PROBLEM TO SOLVE → Some lines in the entries contain the word "session". Copy all of them.

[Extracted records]
--- --- ---
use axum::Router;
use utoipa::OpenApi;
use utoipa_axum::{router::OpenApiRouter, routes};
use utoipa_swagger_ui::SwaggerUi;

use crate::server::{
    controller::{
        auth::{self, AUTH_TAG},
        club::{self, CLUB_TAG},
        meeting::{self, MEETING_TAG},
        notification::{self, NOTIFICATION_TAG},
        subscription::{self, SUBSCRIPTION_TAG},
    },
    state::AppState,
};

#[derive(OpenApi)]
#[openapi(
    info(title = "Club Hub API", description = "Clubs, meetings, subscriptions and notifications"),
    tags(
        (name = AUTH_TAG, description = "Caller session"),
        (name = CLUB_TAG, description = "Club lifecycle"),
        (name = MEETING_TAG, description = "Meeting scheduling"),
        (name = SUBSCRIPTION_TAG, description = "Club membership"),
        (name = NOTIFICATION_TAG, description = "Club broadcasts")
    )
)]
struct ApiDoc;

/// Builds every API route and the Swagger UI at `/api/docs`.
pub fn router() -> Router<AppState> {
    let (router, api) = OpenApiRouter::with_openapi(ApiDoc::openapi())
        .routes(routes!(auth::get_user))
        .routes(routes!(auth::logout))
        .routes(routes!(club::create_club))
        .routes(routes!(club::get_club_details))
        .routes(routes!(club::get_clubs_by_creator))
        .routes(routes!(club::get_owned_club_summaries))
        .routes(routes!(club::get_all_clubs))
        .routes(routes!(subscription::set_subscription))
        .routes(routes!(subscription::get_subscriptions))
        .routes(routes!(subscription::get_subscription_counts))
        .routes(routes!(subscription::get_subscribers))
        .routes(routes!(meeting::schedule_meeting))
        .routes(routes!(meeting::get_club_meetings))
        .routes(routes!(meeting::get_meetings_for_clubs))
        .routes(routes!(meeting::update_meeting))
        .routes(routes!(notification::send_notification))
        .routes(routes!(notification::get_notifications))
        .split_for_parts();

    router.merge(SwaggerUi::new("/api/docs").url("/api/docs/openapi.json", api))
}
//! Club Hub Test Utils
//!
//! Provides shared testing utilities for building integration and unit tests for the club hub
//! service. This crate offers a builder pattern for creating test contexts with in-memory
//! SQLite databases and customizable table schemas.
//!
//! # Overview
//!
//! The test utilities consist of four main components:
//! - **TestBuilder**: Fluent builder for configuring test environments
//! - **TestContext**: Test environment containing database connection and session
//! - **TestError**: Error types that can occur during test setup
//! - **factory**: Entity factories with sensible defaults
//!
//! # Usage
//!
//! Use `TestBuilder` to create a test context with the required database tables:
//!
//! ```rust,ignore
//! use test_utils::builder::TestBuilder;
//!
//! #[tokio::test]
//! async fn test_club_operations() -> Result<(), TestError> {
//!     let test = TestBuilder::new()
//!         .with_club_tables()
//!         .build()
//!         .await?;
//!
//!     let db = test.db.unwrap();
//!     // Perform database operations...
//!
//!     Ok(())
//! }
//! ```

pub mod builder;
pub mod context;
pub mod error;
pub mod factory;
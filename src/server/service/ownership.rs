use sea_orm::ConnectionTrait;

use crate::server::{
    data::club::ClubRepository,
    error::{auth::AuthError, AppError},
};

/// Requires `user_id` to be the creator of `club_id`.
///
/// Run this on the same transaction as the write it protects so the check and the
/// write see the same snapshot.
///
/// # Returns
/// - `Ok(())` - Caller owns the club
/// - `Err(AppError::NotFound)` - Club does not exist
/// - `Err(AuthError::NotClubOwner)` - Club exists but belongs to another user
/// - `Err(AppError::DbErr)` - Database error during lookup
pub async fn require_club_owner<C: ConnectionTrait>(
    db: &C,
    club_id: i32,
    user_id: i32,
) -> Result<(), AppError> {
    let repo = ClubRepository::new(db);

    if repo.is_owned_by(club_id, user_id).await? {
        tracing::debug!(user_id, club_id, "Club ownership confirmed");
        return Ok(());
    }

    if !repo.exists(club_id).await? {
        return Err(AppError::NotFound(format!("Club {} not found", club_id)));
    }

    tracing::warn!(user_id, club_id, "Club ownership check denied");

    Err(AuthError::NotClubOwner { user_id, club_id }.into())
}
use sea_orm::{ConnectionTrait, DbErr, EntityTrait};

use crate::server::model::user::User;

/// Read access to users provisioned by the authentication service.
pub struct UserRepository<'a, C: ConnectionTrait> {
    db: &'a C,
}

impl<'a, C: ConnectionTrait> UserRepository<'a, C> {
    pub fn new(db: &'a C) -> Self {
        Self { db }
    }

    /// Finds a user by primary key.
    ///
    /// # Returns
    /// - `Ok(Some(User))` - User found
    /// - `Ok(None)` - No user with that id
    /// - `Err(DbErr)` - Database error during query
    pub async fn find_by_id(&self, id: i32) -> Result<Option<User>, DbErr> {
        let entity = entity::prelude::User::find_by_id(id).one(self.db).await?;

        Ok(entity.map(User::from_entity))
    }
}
--- --- ---
RESPONSE TO THIS TASK →
        (name = AUTH_TAG, description = "Caller session"),
//! - **TestContext**: Test environment containing database connection and session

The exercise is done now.